British Medical Journal (BMJ) has reported that according to records obtained from National AIDS Control Organization (NACO), highest government body for regulation of HIV/AIDS, almost 9,000 people have contracted HIV through contaminated blood transfusion over the past five years across India (see BMJ report below). PBT president and noted HIV/AIDS specialist, Dr. Kunal Saha was hired by the World Bank in 2007 by World Bank as part of a team that visited hospitals and blood banks in India to investigate allegations of sub-standard kits approved by NACO and used by blood banks across India for detection of HIV in donated blood. The report of World Bank investigation found evidence of rampant corruption with purchase and supply of spurious HIV test kits used by hospitals and blood banks. A criminal case against Monozyme, manufacturer of sub-standard test kits, is still languishing in Kolkata since 2006. PBT also lodged a public interest litigation (PIL) against NACO for supply of sub-standard test kits posing danger to innocent patients. Despite enormous public uproar, neither World Bank nor Indian authority took any concrete steps to prevent the horrific travesty of HIV transmission through tainted blood. The report published in BMJ shows glaring flaws and corruption that are still continuing in blood banks across India. On the wake of this enormous human tragedy, PBT has written to World Bank president, Dr. Jim Yong Kim, seeking his immediate intervention and urging him to stop funding NACO until they assure safe blood supply in all blood banks in India. PBT has also sought adequate compensation for all victims and/or their families who have contracted HIV/AIDS through contaminated blood transfusion. PBT has also demanded that NACO must accept responsibility and publicly declare the names of the almost 9,000 patients who have fallen victims to this colossal medical calamity. Unless Indian government takes immediate and exemplary measures to solve this problem, nobody in India can feel safe if they need transfusion of blood for any medical reason.

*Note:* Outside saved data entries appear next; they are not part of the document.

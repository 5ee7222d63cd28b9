pub mod command_handler;
pub mod listener;

pub use command_handler::{apply_command, parse_command, CommandOutcome};
pub use listener::spawn_listener;
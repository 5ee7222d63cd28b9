use crate::model::{BaseRateInfo, DepositRate, ProviderError, SpecialOffer};

/// Source of the four dashboard collections.
#[async_trait::async_trait]
pub trait RateProvider: Send + Sync {
    async fn get_base_rate(&self) -> Result<BaseRateInfo, ProviderError>;
    async fn get_commercial_rates(&self) -> Result<Vec<DepositRate>, ProviderError>;
    async fn get_savings_rates(&self) -> Result<Vec<DepositRate>, ProviderError>;
    async fn get_special_offers(&self) -> Result<Vec<SpecialOffer>, ProviderError>;
}
// Plain-text dashboard printed to stdout
use crate::calculator::CalculatorState;
use crate::dashboard::DashboardView;
use crate::display::DisplaySurface;
use crate::model::{BaseRateInfo, DepositRate, SpecialOffer};
use crate::utils::{format_won, group_thousands, parse_date};
use chrono::{Local, NaiveDate};
use std::fmt::Write;

pub const APP_TITLE: &str = "금리 정보 알리미";

const FOOTER: [&str; 2] = [
    "모든 금융상품 정보는 참고용입니다.",
    "실제 상품 가입 전 반드시 해당 금융기관의 설명을 확인하시기 바랍니다.",
];

pub struct ConsoleDisplay;

impl ConsoleDisplay {
    pub fn new() -> Self {
        Self
    }

    /// Builds the whole screen; `today` decides which offers read as expired.
    pub fn render_to_string(&self, view: &DashboardView<'_>, today: NaiveDate) -> String {
        let mut out = String::new();
        let _ = writeln!(out, "==== {} ====", APP_TITLE);

        if view.is_loading {
            out.push_str("불러오는 중...\n");
        } else if let Some(error) = view.error {
            let _ = writeln!(out, "{}", error);
        } else {
            write_content(&mut out, view, today);
        }

        out.push('\n');
        for line in FOOTER {
            let _ = writeln!(out, "{}", line);
        }
        out
    }
}

impl Default for ConsoleDisplay {
    fn default() -> Self {
        Self::new()
    }
}

impl DisplaySurface for ConsoleDisplay {
    fn render(&self, view: &DashboardView<'_>) {
        print!("{}", self.render_to_string(view, Local::now().date_naive()));
    }
}

fn write_content(out: &mut String, view: &DashboardView<'_>, today: NaiveDate) {
    if let Some(base) = view.base_rate {
        write_base_rate(out, base);
    }

    out.push_str("\n[은행 예금금리 TOP 3]\n");
    write_rates(out, view.commercial_rates, view.selected_rate, "은행 예금 금리 정보가 없습니다.");

    out.push_str("\n[저축은행 예금금리 TOP 3]\n");
    write_rates(out, view.savings_rates, view.selected_rate, "저축은행 예금 금리 정보가 없습니다.");

    out.push_str("\n[예상 이자 계산기]\n");
    write_calculator(out, view.calculator);

    out.push_str("\n[특판/이벤트 알림]\n");
    if view.special_offers.is_empty() {
        out.push_str("  진행중인 특판/이벤트 정보가 없습니다.\n");
    }
    for offer in view.special_offers {
        write_offer(out, offer, view.alarms.is_active(&offer.id), today);
    }
    let active = view.alarms.active_ids();
    if !active.is_empty() {
        let _ = writeln!(out, "  설정된 알림: {}", active.join(", "));
    }
}

fn write_base_rate(out: &mut String, base: &BaseRateInfo) {
    let _ = writeln!(out, "\n[한국은행 기준금리] {:.2}%", base.rate);
    if let Some(change) = base.change {
        let arrow = if change > 0.0 {
            "▲"
        } else if change < 0.0 {
            "▼"
        } else {
            ""
        };
        let _ = writeln!(out, "  변동: {} {:.2}%", arrow, change.abs());
    }
    let _ = writeln!(
        out,
        "  (기준일: {}, 최종 업데이트: {})",
        base.effective_date.as_deref().unwrap_or("-"),
        base.last_updated
    );
}

fn write_rates(out: &mut String, rates: &[DepositRate], selected: Option<&DepositRate>, empty: &str) {
    if rates.is_empty() {
        let _ = writeln!(out, "  {}", empty);
        return;
    }
    for (rank, rate) in rates.iter().enumerate() {
        let marker = if selected.is_some_and(|s| s.id == rate.id) { "*" } else { " " };
        let _ = writeln!(
            out,
            "{} {}. {} - {} {:.2}% (연, 세전) [{}]",
            marker,
            rank + 1,
            rate.bank_name,
            rate.product_name,
            rate.rate,
            rate.id
        );
        if let Some(conditions) = &rate.conditions {
            let _ = writeln!(out, "     조건: {}", conditions);
        }
        if let Some(months) = rate.min_duration_months {
            let _ = writeln!(out, "     최소 가입기간: {}개월", months);
        }
        if let Some(max) = rate.max_amount {
            let _ = writeln!(out, "     최대 예치금액: {}원", group_thousands(max as i64));
        }
    }
}

fn write_calculator(out: &mut String, calc: &CalculatorState) {
    match calc.selection() {
        Some(s) => {
            let _ = writeln!(out, "  적용금리: {} - {} ({:.2}%)", s.bank_name, s.product_name, s.rate);
        }
        None => out.push_str("  적용금리: 금리 정보를 불러오는 중...\n"),
    }
    let _ = writeln!(
        out,
        "  예치금액: {} | 기간: {}년 | 방식: {}",
        format_won(calc.principal()),
        calc.period_years(),
        calc.method()
    );

    if let Some(quote) = calc.quote() {
        let _ = writeln!(
            out,
            "  예상 이자 (세전, {}년, {}): {}",
            quote.period_years,
            quote.method,
            format_won(Some(quote.interest))
        );
        let _ = writeln!(
            out,
            "  총 예상 수령액: {} (원금 {} + 이자 {})",
            format_won(Some(quote.total_payout)),
            format_won(Some(quote.principal)),
            format_won(Some(quote.interest))
        );
    }
    out.push_str("  본 계산 결과는 참고용입니다. 실제 이자액은 세금(일반과세 15.4%) 및 기타 조건에 따라 달라질 수 있습니다.\n");
}

fn write_offer(out: &mut String, offer: &SpecialOffer, alarm_on: bool, today: NaiveDate) {
    let bell = if alarm_on { "[알림 ON]" } else { "[알림 OFF]" };
    let _ = writeln!(out, "  {} {} - {} [{}]", bell, offer.title, offer.bank_name, offer.id);
    if let Some(rate) = offer.rate {
        let _ = writeln!(out, "     최대 연 {:.2}%", rate);
    }
    let _ = writeln!(out, "     {}", offer.description);
    if let Some(end) = &offer.end_date {
        let expired = parse_date(end).is_some_and(|d| d < today);
        let _ = writeln!(out, "     기한: ~{}{}", end, if expired { " (종료)" } else { "" });
    }
    if let Some(link) = &offer.link {
        let _ = writeln!(out, "     자세히 보기: {}", link);
    }
    if alarm_on {
        out.push_str("     이 특판 상품 알림이 설정되었습니다.\n");
    }
}
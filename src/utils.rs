// Utility functions
use chrono::NaiveDate;

/// Parses a `YYYY-MM-DD` date string, if possible.
pub fn parse_date(date_str: &str) -> Option<NaiveDate> {
    NaiveDate::parse_from_str(date_str.trim(), "%Y-%m-%d").ok()
}

/// Keeps only ASCII digits, the way the amount field accepts input.
pub fn digits_only(text: &str) -> String {
    text.chars().filter(|c| c.is_ascii_digit()).collect()
}

/// Groups an integer with thousands separators: `1234567` -> `1,234,567`.
pub fn group_thousands(value: i64) -> String {
    let digits = value.unsigned_abs().to_string();
    let mut out = String::with_capacity(digits.len() + digits.len() / 3 + 1);
    if value < 0 {
        out.push('-');
    }
    for (i, ch) in digits.chars().enumerate() {
        if i > 0 && (digits.len() - i) % 3 == 0 {
            out.push(',');
        }
        out.push(ch);
    }
    out
}

/// Rounds to whole won and formats it; `None` renders as a dash.
pub fn format_won(value: Option<f64>) -> String {
    match value {
        Some(v) if v.is_finite() => format!("{}원", group_thousands(v.round() as i64)),
        _ => "-".to_string(),
    }
}

#[cfg(test)]
mod tests {
    use super::*;

    #[test]
    fn groups_thousands() {
        assert_eq!(group_thousands(0), "0");
        assert_eq!(group_thousands(999), "999");
        assert_eq!(group_thousands(1000), "1,000");
        assert_eq!(group_thousands(10_836_810), "10,836,810");
        assert_eq!(group_thousands(-410_000), "-410,000");
    }

    #[test]
    fn formats_won_with_rounding() {
        assert_eq!(format_won(Some(836_809.99)), "836,810원");
        assert_eq!(format_won(None), "-");
    }

    #[test]
    fn parses_dates() {
        assert_eq!(parse_date("2024-08-31"), NaiveDate::from_ymd_opt(2024, 8, 31));
        assert_eq!(parse_date("soon"), None);
    }

    #[test]
    fn strips_non_digits() {
        assert_eq!(digits_only("10,000,000원"), "10000000");
        assert_eq!(digits_only("-5"), "5");
    }
}
// Calculator module: interest engine, rate selection and the calculator store.

pub mod interest;
pub mod selection;
pub mod state;

pub use interest::InterestMethod;
pub use state::CalculatorState;
pub mod console;

pub use console::ConsoleDisplay;

use crate::dashboard::DashboardView;

/// Anything that can show a dashboard render pass.
pub trait DisplaySurface {
    fn render(&self, view: &DashboardView<'_>);
}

BMJ (March, 2015) HIV Transmission by blood

Comments on this entry are closed.

  • S K Thakur March 11, 2015, 10:56 am

    I am sorry to say that MCI is encouraging the doctors to use blood transfusion even when it is not indicated. One major criteria of judging the overall performance of the hospital is the average no of bottles of blood dispensed per month by the blood bank of the hospital. In my opinion blood must be used judiciously to control spread of HIV infection. The window period should also be taken into account, while collecting blood from any donor.

  • Dr. C Nagaraj March 14, 2015, 11:44 pm

    It is high time we bring in proper guidelines. As regards Blood transfusion is concerned, Australian guidelines are very good and easy to follow. MCI has equal guidelines irrespective of rural and urban setup. India is a vast country and it is difficult to generalise so simply. As regards blood safety, NACO guidelines have to be followed.